La notizia della sua morte è stata confermata dal Centro di Cultura Scientifica “Ettore Majorana” di Erice, istituzione da lui fondata e guidata per decenni, trasformata nel tempo in un punto di riferimento internazionale per la formazione e il dialogo tra i più grandi scienziati del mondo. Proprio da Erice, piccolo gioiello della provincia di Trapani, Zichichi ha saputo costruire un ponte tra la Sicilia e i principali laboratori di ricerca globali, dimostrando come il talento e la visione possano nascere e crescere ovunque.
Nel corso della sua lunga carriera scientifica, Zichichi ha firmato risultati di grande rilievo: dalla scoperta dell’antideutone alla determinazione della costante di accoppiamento delle interazioni deboli, fino alla misurazione del momento magnetico anomalo del muone e agli studi innovativi sulla struttura elettromagnetica del protone. Contributi che hanno segnato in modo duraturo l’evoluzione della fisica moderna.
Ma Antonino Zichichi non è stato soltanto uno scienziato di straordinario valore. È stato anche un grande divulgatore, un instancabile promotore della cultura scientifica e un uomo capace di parlare al grande pubblico con passione e chiarezza, portando temi complessi fuori dai laboratori e rendendoli patrimonio collettivo. Il suo stile diretto, la sua forte personalità e la capacità di collegare scienza, etica e società lo hanno reso una figura riconoscibile e amata anche al di fuori del mondo accademico.

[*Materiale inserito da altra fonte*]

//! Graduation eligibility and gap-to-target analysis.

use serde::{Deserialize, Serialize};

use crate::error::{ensure_gpa_scale, GradeError};

/// Verdict of measuring a GPA and credit count against graduation targets.
#[derive(Debug, Clone, Copy, PartialEq, Serialize, Deserialize)]
pub struct TargetVerdict {
    /// Both the GPA bar and the credit requirement are met.
    pub graduation_eligible: bool,
    /// `max(0, required - completed)`.
    pub credits_remaining: u32,
    /// How far the GPA sits below the minimum; `0.0` when it meets it.
    pub gpa_gap: f64,
    /// Average grade points needed on the remaining credits for the
    /// cumulative GPA to reach the minimum. `None` when no credits remain.
    pub required_average: Option<f64>,
    /// Whether the minimum is still attainable on the 4.0 scale.
    pub target_reachable: bool,
}

/// Measure a GPA against a minimum and a credit requirement.
///
/// Eligibility is conjunctive: meeting the GPA bar alone is not enough while
/// credits remain outstanding.
pub fn analyze(
    gpa: f64,
    minimum_gpa: f64,
    completed_credits: u64,
    required_credits: u32,
) -> Result<TargetVerdict, GradeError> {
    ensure_gpa_scale(gpa)?;
    ensure_gpa_scale(minimum_gpa)?;
    if required_credits == 0 {
        return Err(GradeError::InvalidRequirement(
            "required credits must be greater than zero".into(),
        ));
    }

    let credits_remaining = u64::from(required_credits).saturating_sub(completed_credits) as u32;
    let meets_gpa = gpa >= minimum_gpa;
    let graduation_eligible = meets_gpa && credits_remaining == 0;

    let required_average = (credits_remaining > 0).then(|| {
        let needed = minimum_gpa * f64::from(required_credits) - gpa * completed_credits as f64;
        (needed / f64::from(credits_remaining)).max(0.0)
    });

    let target_reachable = match required_average {
        Some(average) => average <= 4.0,
        None => meets_gpa,
    };

    Ok(TargetVerdict {
        graduation_eligible,
        credits_remaining,
        gpa_gap: (minimum_gpa - gpa).max(0.0),
        required_average,
        target_reachable,
    })
}
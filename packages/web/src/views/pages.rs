use dioxus::prelude::*;

#[component]
pub fn Translator() -> Element {
    rsx! { ui::TranslatorPage {} }
}

#[component]
pub fn About() -> Element {
    rsx! { ui::AboutPage {} }
}

#[component]
pub fn Contact() -> Element {
    rsx! { ui::ContactPage {} }
}
use dioxus::prelude::*;

const HERO_CSS: Asset = asset!("/assets/styling/hero.css");

#[component]
pub fn Hero() -> Element {
    let lang = crate::use_lang()();
    rsx! {
        document::Link { rel: "stylesheet", href: HERO_CSS }

        div {
            id: "hero",
            class: "fade-in",
            h1 { {crate::t(lang, "home.title")} }
            p { {crate::t(lang, "home.subtitle")} }

            div { class: "cta_row",
                a { class: "btn primary", href: "/translator", {crate::t(lang, "home.cta.translator")} }
                a { class: "btn", href: "/about", {crate::t(lang, "home.cta.about")} }
            }
        }
    }
}
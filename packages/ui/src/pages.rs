use dioxus::prelude::*;

/// Static text page keyed into the site dictionary as `{prefix}.title` / `{prefix}.body`.
#[component]
fn TextPage(prefix: &'static str) -> Element {
    let lang = crate::use_lang()();
    rsx! {
        div { class: "page panel",
            h1 { {crate::t(lang, &format!("{prefix}.title"))} }
            p { {crate::t(lang, &format!("{prefix}.body"))} }
        }
    }
}

#[component]
pub fn AboutPage() -> Element {
    rsx! { TextPage { prefix: "about" } }
}

#[component]
pub fn ContactPage() -> Element {
    rsx! { TextPage { prefix: "contact" } }
}
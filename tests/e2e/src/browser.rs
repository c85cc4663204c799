use anyhow::{Context, Result};
use headless_chrome::{Browser as ChromeBrowser, LaunchOptions, Tab};
use std::sync::Arc;
use std::time::{Duration, Instant};

pub struct Browser {
    browser: ChromeBrowser,
}

impl Browser {
    pub fn launch() -> Result<Self> {
        let options = LaunchOptions::default_builder()
            .headless(true)
            .build()
            .context("Failed to build launch options")?;

        let browser = ChromeBrowser::new(options)?;

        Ok(Self { browser })
    }

    pub fn new_page(&self) -> Result<Page> {
        let tab = self.browser.new_tab()?;
        Ok(Page { tab })
    }
}

pub struct Page {
    tab: Arc<Tab>,
}

impl Page {
    pub fn goto(&self, url: &str) -> Result<()> {
        self.tab.navigate_to(url)?;
        self.tab.wait_until_navigated()?;
        Ok(())
    }

    pub fn find_element(&self, selector: &str) -> Result<String> {
        let element = self.tab.wait_for_element(selector)?;
        let text = element.get_inner_text()?;
        Ok(text)
    }

    pub fn count(&self, selector: &str) -> Result<usize> {
        Ok(self.tab.find_elements(selector).map(|v| v.len()).unwrap_or(0))
    }

    pub fn type_text(&self, selector: &str, text: &str) -> Result<()> {
        let element = self.tab.wait_for_element(selector)?;
        element.click()?;
        element.type_into(text)?;
        Ok(())
    }

    pub fn click(&self, selector: &str) -> Result<()> {
        let element = self.tab.wait_for_element(selector)?;
        element.click()?;
        Ok(())
    }

    /// Current `.value` of a form control.
    pub fn value(&self, selector: &str) -> Result<String> {
        let element = self.tab.wait_for_element(selector)?;
        let remote = element.call_js_fn("function() { return this.value; }", vec![], false)?;
        Ok(remote
            .value
            .and_then(|v| v.as_str().map(str::to_string))
            .unwrap_or_default())
    }

    /// Poll `value(selector)` until it satisfies `pred` or `timeout` passes.
    pub fn wait_for_value(
        &self,
        selector: &str,
        timeout: Duration,
        pred: impl Fn(&str) -> bool,
    ) -> Result<String> {
        let start = Instant::now();
        loop {
            let current = self.value(selector)?;
            if pred(&current) {
                return Ok(current);
            }
            if start.elapsed() > timeout {
                anyhow::bail!("{selector} never matched; last value {current:?}");
            }
            std::thread::sleep(Duration::from_millis(100));
        }
    }

    pub fn url(&self) -> Result<String> {
        Ok(self.tab.get_url())
    }
}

Con la sua scomparsa, la Sicilia perde uno dei suoi figli più illustri, e l’Italia uno dei simboli della propria eccellenza scientifica. Rimane però viva la sua eredità: nelle ricerche che hanno cambiato la nostra comprensione dell’universo, nelle istituzioni che ha fondato e soprattutto nelle migliaia di giovani studiosi che, grazie al suo esempio, hanno scelto la strada della scienza. Un’eredità che continuerà a illuminare il futuro, ricordandoci che la conoscenza nasce sempre dal coraggio di fare domande più grandi di noi.